Tsun! One of the divines of the Old Nordic pantheon, the god of trials against adversity. Next to me, Bjorn sank to his knees.

“Will you help me defeat Alduin?” I asked. “Or show me how I may do it?” Surely between the two of us we could vanquish the World Eater!

He shook his head. “No, that is not my role. But there are those within who may assist you.”

“Then may I have entrance?”

“Living or dead, worthy errand or no, by decree of Shor none may pass the whalebone bridge until I deem them worthy by the Warrior’s Test.”

In the next instant he was pulling the broad axe from behind his back and shouting at us. “Fus-Ro-Dah!” His shout staggered me and sent Bjorn flying – fortunately for Bjorn, because it got him out of the way. Then Tsun was upon me, his axe raised for a mighty blow. My own Unrelenting Force shout caught him square in the chest, staggering him in return. I hit him with a fireball before he could recover, knocking him back another pace. It cannot be this easy to best a god, I thought.

I was right. I was readying another spell when he shouted again, surprising me with how quickly his Thu’um had restored itself. The shout interrupted my spell-casting, and then he was upon me again. This time I could only dodge to my right. But not quite in time. The axe’s curved blade caught my upper arm as I turned with it, slicing deep and knocking me to the stone terrace.

At least I had the presence of mind to roll with the fall, putting some distance between us as Tsun lumbered after me. Then I was on my feet and running toward the head of the stairs. Reaching them, I turned and blasted him with another fireball. But now I could only single-cast, my left arm dangling limply at my side.

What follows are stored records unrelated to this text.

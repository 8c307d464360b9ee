use chrono::{DateTime, FixedOffset};

pub mod browser;
pub mod company;
pub mod config;
pub mod crawl;
pub mod export;
pub mod pagination;
pub mod persistent;
pub mod session;
pub mod sites;

mod data;
mod error;
mod utils;

pub use crawl::{run_crawler, should_skip, CrawlConfig, CrawlSummary};
pub use data::Table;
pub use error::CrawlerError;
pub use persistent::{CompanySiteRecord, ExportRow, Persistent};
pub use utils::{calendar_days_between, get_now};

#[derive(Debug, Clone, PartialEq, Eq)]
pub struct SearchResult {
    pub site: String,
    pub company_id: String,
    pub title: String,
    pub url: String,
}

#[derive(Debug, Clone, Default, PartialEq, Eq)]
pub struct SearchResultsInfo {
    pub total_results: usize,
    pub pages: usize,
    pub results: Vec<SearchResult>,
}

/// Durable record of which company was searched on which site, and of what
/// was found. Callers `lookup` before `record_search`; the store refuses a
/// second record for the same pair instead of overwriting it.
#[async_trait::async_trait]
pub trait Storage: Send + Sync {
    async fn lookup(
        &self,
        company_id: &str,
        site: &str,
    ) -> Result<Option<CompanySiteRecord>, CrawlerError>;

    async fn record_search(
        &self,
        company_name: &str,
        company_id: &str,
        site: &str,
        search_phrase: &str,
    ) -> Result<(), CrawlerError>;

    async fn touch_searched(
        &self,
        company_id: &str,
        site: &str,
        timestamp: DateTime<FixedOffset>,
    ) -> Result<(), CrawlerError>;

    async fn append_result(
        &self,
        company_id: &str,
        site: &str,
        url: &str,
        title: &str,
        timestamp: DateTime<FixedOffset>,
    ) -> Result<(), CrawlerError>;

    async fn export_results(&self) -> Result<Vec<ExportRow>, CrawlerError>;
}
//! Reading a `Pedigree` from CSV.
//!
//! Expected columns (header required): `name`, `mother`, `father`, `trait`. Parents must both be
//! blank or both name people in the file. `trait` is `1` when the person is known to have the
//! trait, `0` when known not to, and blank when unknown.

use crate::pedigree::{Pedigree, PedigreeBuilder};
use crate::util::Result;

use serde::Deserialize;
use tracing::{debug, warn};

use std::fs::File;
use std::io;
use std::path::Path;

#[derive(Debug, Deserialize)]
struct Row {
    name: String,
    mother: Option<String>,
    father: Option<String>,
    #[serde(rename = "trait")]
    observed_trait: Option<String>
}

/// Read a pedigree from CSV text.
///
/// # Errors
/// * `HeredityError::Csv` if the input is not CSV with the expected columns
/// * `HeredityError::MalformedPedigree` if the records do not form a valid `Pedigree`
pub fn read_pedigree<R: io::Read>(reader: R) -> Result<Pedigree> {
    let mut reader = csv::ReaderBuilder::new()
        .has_headers(true)
        .trim(csv::Trim::All)
        .from_reader(reader);

    let mut builder = PedigreeBuilder::new();
    for row in reader.deserialize() {
        let row: Row = row?;
        let observed_trait = parse_trait(&row.name, row.observed_trait.as_deref());

        builder = builder.with_person(
            &row.name,
            non_blank(&row.mother),
            non_blank(&row.father),
            observed_trait
        );
    }

    builder.build()
}

/// Read a pedigree from a CSV file.
pub fn load_pedigree<P: AsRef<Path>>(path: P) -> Result<Pedigree> {
    let path = path.as_ref();
    debug!(path = %path.display(), "loading pedigree");
    read_pedigree(File::open(path)?)
}

fn non_blank(cell: &Option<String>) -> Option<&str> {
    cell.as_deref().filter(|s| !s.is_empty())
}

fn parse_trait(person: &str, cell: Option<&str>) -> Option<bool> {
    match cell {
        Some("1") => Some(true),
        Some("0") => Some(false),
        None | Some("") => None,
        Some(other) => {
            warn!(person, value = other, "unrecognised trait value, treating it as unknown");
            None
        }
    }
}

He did not stagger but kept coming toward me, his armor and his hair ablaze. I began backing around the terrace, moving slowly over the rock slabs, blasting him as often as I could. Still he kept coming. Blood ran down my arm, yet I dared not take time to heal myself.

Then I backed into a standing whale bone. Tsun raised his axe for a final blow.

So this is how it would end, I thought. I would never reach the Hall of Valor. I would never face Alduin. I would die here at the hands of Shor’s gate-keeper. Then I felt my Thu’um restore itself. “Fus-Ro-Dah!” I shouted, and Tsun staggered as I crumpled to the ground with my back against the standing bone.

Tsun stood upright and sheathed his axe across his back. “You fought well, Dragonborn. Your Thu’um is stronger than any I have felt in many an age. I find you worthy to enter the Hall of Valor.” He reached a hand down to help me up, and I took it.

I cast a close wounds spell on myself, then reached into my robes for a healing potion. That stopped the bleeding and muted the pain. I felt better, but a bit light-headed. Then I looked around for Bjorn. He was watching from some distance away, crouched behind a rock. Now he rose stiffly and made his way over to us. He was bruised and there was a gash over his right eye. He had survived Tsun’s shout, but I knew that he would not survive a battle with the god.

“Great Tsun,” I said, adopting my humblest tones. “I can vouch for the valor of this man, Bjorn Sheep-Shearer. I saw him fight Alduin bravely and die in the World Eater’s maw, all to protect his family.”

“You saw it?” Bjorn asked. “But how…?”

I shook my head at him, then turned back to Tsun. “I ask that you allow him to enter the Hall of Valor along with me.”

Tsun considered for a moment. “It’s true that he survived my shout. Not every soul who comes here can say as much.”

“Wait,” Bjorn said. “Have you seen my wife, Agna? We died on the same day, yet I fear she couldn’t get past you, even if she found herself on the path to Sovngarde.”

“None has come this way since Alduin set the soul snare. And I would remember a farm wife, since never before has such a one walked this way.”

“Yet she showed a kind of valor,” I said. “It’s true she did not confront Alduin, but she shouted at her children to run, even as the dragon bore down upon her.”

Bjorn looked at me quizzically once more. Then he turned back to Tsun. “It is a hard thing that Shor’s gift to the honored dead separates them from their loved ones. Tell me, what happens to those who fail your test?”

“Their souls merge into the All-Soul of Aetherius,” Tsun said, “along with all those deemed unworthy to walk this road.”

“Then I would have you send me there, so I can be with my Agna.”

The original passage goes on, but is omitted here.